As Elly overhears this horrible and uncomfortable truth and looks on at the kids nodding in agreement, she simmers in rage. She’s further infuriated by John’s off-hand comment about how if she started acting thankful for things, she wouldn’t know what do with her life because rage, fear and martyrdom are the only pleasures she allows herself. We then find ourselves at the beginning of the story as Elly tells us that she finally does have something to be thankful for: there’s only one Thanksgiving per year and that the next one will NOT feature some meddler who came there for the express purpose of making her look foolish and ungrateful.
The inspiration for my exercise in Elly-shaming is a series of sketches that Steve Smith did on a pre-Red Green program he and his wife did back thirty years ago.
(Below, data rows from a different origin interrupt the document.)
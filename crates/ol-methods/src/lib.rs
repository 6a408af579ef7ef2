//! # ol-methods
//!
//! Numerical methods: the Cox-Ross-Rubinstein binomial lattice with
//! backward induction, and a terminal-value Monte Carlo driver.
//!
//! # Modules
//!
//! * [`lattice`]: binomial tree and backward-induction pricing
//! * [`monte_carlo`]: GBM terminal sampling and statistics collection

#![warn(missing_docs)]
#![forbid(unsafe_code)]

// ── Modules ───────────────────────────────────────────────────────────────────

/// Lattice methods: binomial tree, backward induction.
pub mod lattice;

/// Monte Carlo simulation: terminal sampling, pricing, statistics.
pub mod monte_carlo;

// ── Convenience re-exports ────────────────────────────────────────────────────

pub use lattice::{price_american, price_european, roll_back, BinomialTree, ExerciseStyle};
pub use monte_carlo::{GbmTerminalSampler, MonteCarloModel, TerminalPricer};
//! Barrier options.
//!
//! Barrier pricing is not supported. [`barrier_option_price`] accepts the
//! full set of barrier parameters and answers [`BarrierPrice::Unimplemented`]
//! for every input, so callers can tell "not supported" apart from a
//! computed price of zero.

use ol_core::{Error, OptionType, Price, Rate, Real, Result, Time, Volatility};
use std::fmt;
use tracing::debug;

/// Barrier type.
#[derive(Debug, Clone, Copy, PartialEq, Eq, Hash, Default)]
pub enum BarrierType {
    /// Down-and-in: becomes active when price drops below barrier.
    DownIn,
    /// Up-and-in: becomes active when price rises above barrier.
    UpIn,
    /// Down-and-out: expires when price drops below barrier.
    DownOut,
    /// Up-and-out: expires when price rises above barrier.
    #[default]
    UpOut,
}

impl fmt::Display for BarrierType {
    fn fmt(&self, f: &mut fmt::Formatter<'_>) -> fmt::Result {
        let name = match self {
            BarrierType::DownIn => "down-and-in",
            BarrierType::UpIn => "up-and-in",
            BarrierType::DownOut => "down-and-out",
            BarrierType::UpOut => "up-and-out",
        };
        f.write_str(name)
    }
}

/// Outcome of a barrier pricing request.
#[derive(Debug, Clone, Copy, PartialEq)]
pub enum BarrierPrice {
    /// A computed price.
    Computed(Price),
    /// Barrier pricing is not supported for the request.
    Unimplemented,
}

impl BarrierPrice {
    /// The computed price, if any.
    pub fn value(self) -> Option<Price> {
        match self {
            BarrierPrice::Computed(price) => Some(price),
            BarrierPrice::Unimplemented => None,
        }
    }

    /// `true` for [`BarrierPrice::Unimplemented`].
    pub fn is_unimplemented(self) -> bool {
        matches!(self, BarrierPrice::Unimplemented)
    }

    /// Convert to a `Result`, mapping `Unimplemented` to
    /// [`Error::Unimplemented`].
    pub fn into_result(self) -> Result<Price> {
        match self {
            BarrierPrice::Computed(price) => Ok(price),
            BarrierPrice::Unimplemented => {
                Err(Error::Unimplemented("barrier option pricing".into()))
            }
        }
    }
}

impl fmt::Display for BarrierPrice {
    fn fmt(&self, f: &mut fmt::Formatter<'_>) -> fmt::Result {
        match self {
            BarrierPrice::Computed(price) => write!(f, "{price}"),
            BarrierPrice::Unimplemented => f.write_str("barrier option pricing not implemented"),
        }
    }
}

/// Barrier option price. Always [`BarrierPrice::Unimplemented`].
///
/// No input is validated: the answer does not depend on the inputs.
#[allow(clippy::too_many_arguments)]
pub fn barrier_option_price(
    spot: Real,
    strike: Real,
    barrier: Real,
    maturity: Time,
    rate: Rate,
    volatility: Volatility,
    option_type: OptionType,
    barrier_type: BarrierType,
) -> BarrierPrice {
    debug!(
        spot,
        strike,
        barrier,
        maturity,
        rate,
        volatility,
        %option_type,
        %barrier_type,
        "barrier pricing requested but not implemented"
    );
    BarrierPrice::Unimplemented
}
//! Monte Carlo simulation of terminal prices.
//!
//! Payoffs that only look at the underlying at maturity do not need a path:
//! one normal deviate per trial gives the exact GBM terminal value
//!
//! ```text
//! S_T = S · exp((r − σ²/2)·T + σ·√T·Z),   Z ~ N(0, 1)
//! ```
//!
//! * [`GbmTerminalSampler`]: maps a deviate to `S_T`
//! * [`TerminalPricer`]: evaluates a payoff on `S_T`
//! * [`MonteCarloModel`]: draws trials and collects statistics
//!
//! Trials are independent and are combined only through the statistics
//! accumulator.

use ol_core::{ensure, MarketInputs, Real, Result, Size};
use ol_math::random_numbers::GaussianRng;
use ol_math::statistics::Statistics;
use tracing::debug;

// ─── GbmTerminalSampler ───────────────────────────────────────────────────────

/// Exact terminal-value sampler for risk-neutral geometric Brownian motion.
#[derive(Debug, Clone, Copy)]
pub struct GbmTerminalSampler {
    spot: Real,
    drift: Real,
    std_dev: Real,
}

impl GbmTerminalSampler {
    /// Sampler for the given market (strike unused).
    pub fn new(market: &MarketInputs) -> Result<Self> {
        market.validate()?;
        let sigma = market.volatility;
        Ok(Self {
            spot: market.spot,
            drift: (market.rate - 0.5 * sigma * sigma) * market.maturity,
            std_dev: market.std_dev(),
        })
    }

    /// Terminal price for the standard-normal deviate `z`.
    #[inline]
    pub fn terminal(&self, z: Real) -> Real {
        self.spot * (self.drift + self.std_dev * z).exp()
    }

    /// Draw one terminal price from `rng`.
    #[inline]
    pub fn sample<G: GaussianRng + ?Sized>(&self, rng: &mut G) -> Real {
        self.terminal(rng.next_gaussian())
    }
}

// ─── TerminalPricer ───────────────────────────────────────────────────────────

/// Evaluates an (undiscounted or discounted) payoff on a terminal price.
pub trait TerminalPricer {
    /// Payoff for terminal price `s_t`.
    fn value(&self, s_t: Real) -> Real;
}

impl<F: Fn(Real) -> Real> TerminalPricer for F {
    fn value(&self, s_t: Real) -> Real {
        self(s_t)
    }
}

// ─── MonteCarloModel ──────────────────────────────────────────────────────────

/// A Monte Carlo simulation orchestrator.
///
/// Combines a terminal sampler with a pricer and collects statistics across
/// many independent trials. The random source is supplied per call.
#[derive(Debug, Clone, Copy)]
pub struct MonteCarloModel {
    sampler: GbmTerminalSampler,
    trials: Size,
}

impl MonteCarloModel {
    /// Create a model drawing `trials` terminal prices per simulation.
    pub fn new(market: &MarketInputs, trials: Size) -> Result<Self> {
        ensure!(trials > 0, "Monte Carlo trials must be > 0");
        Ok(Self {
            sampler: GbmTerminalSampler::new(market)?,
            trials,
        })
    }

    /// Run the simulation and return the gathered statistics.
    pub fn simulate<P, G>(&self, pricer: &P, rng: &mut G) -> Statistics
    where
        P: TerminalPricer + ?Sized,
        G: GaussianRng + ?Sized,
    {
        let mut stats = Statistics::new();
        for _ in 0..self.trials {
            let s_t = self.sampler.sample(rng);
            stats.add(pricer.value(s_t));
        }
        debug!(
            trials = self.trials,
            mean = ?stats.mean(),
            error = ?stats.error_estimate(),
            min = ?stats.minimum(),
            max = ?stats.maximum(),
            "Monte Carlo simulation finished"
        );
        stats
    }
}

// ─── Tests ────────────────────────────────────────────────────────────────────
What would happen is that he portrayed an American long-haul trucker who, while admiring Canada and its many positive qualities and respecting the Canadian people, had a slight problem. He was confused and saddened by the fact that despite living in a great place and having lots of good things in their lives, Canadians sure did have a hard time admitting that they had a lot to be proud of. He said that if he were a local, he'd be a lot more grateful before concluding “But then again, I’m not a Canadian.” Every time I see Elly go out of her way to not see what she’s got going for her, I think of that man and I remember that Elly is what we Canadians are in the dark: colonials ashamed that we’re not as ‘good’ as people from whatever imperial centre we envy. THIS is why she never celebrates it in strip: she feels shame that the old centre of the world Britain does not have a specific Thanksgiving and that the new centre to the South celebrates it later in the year; either way, we are somehow weak, defective and wrong.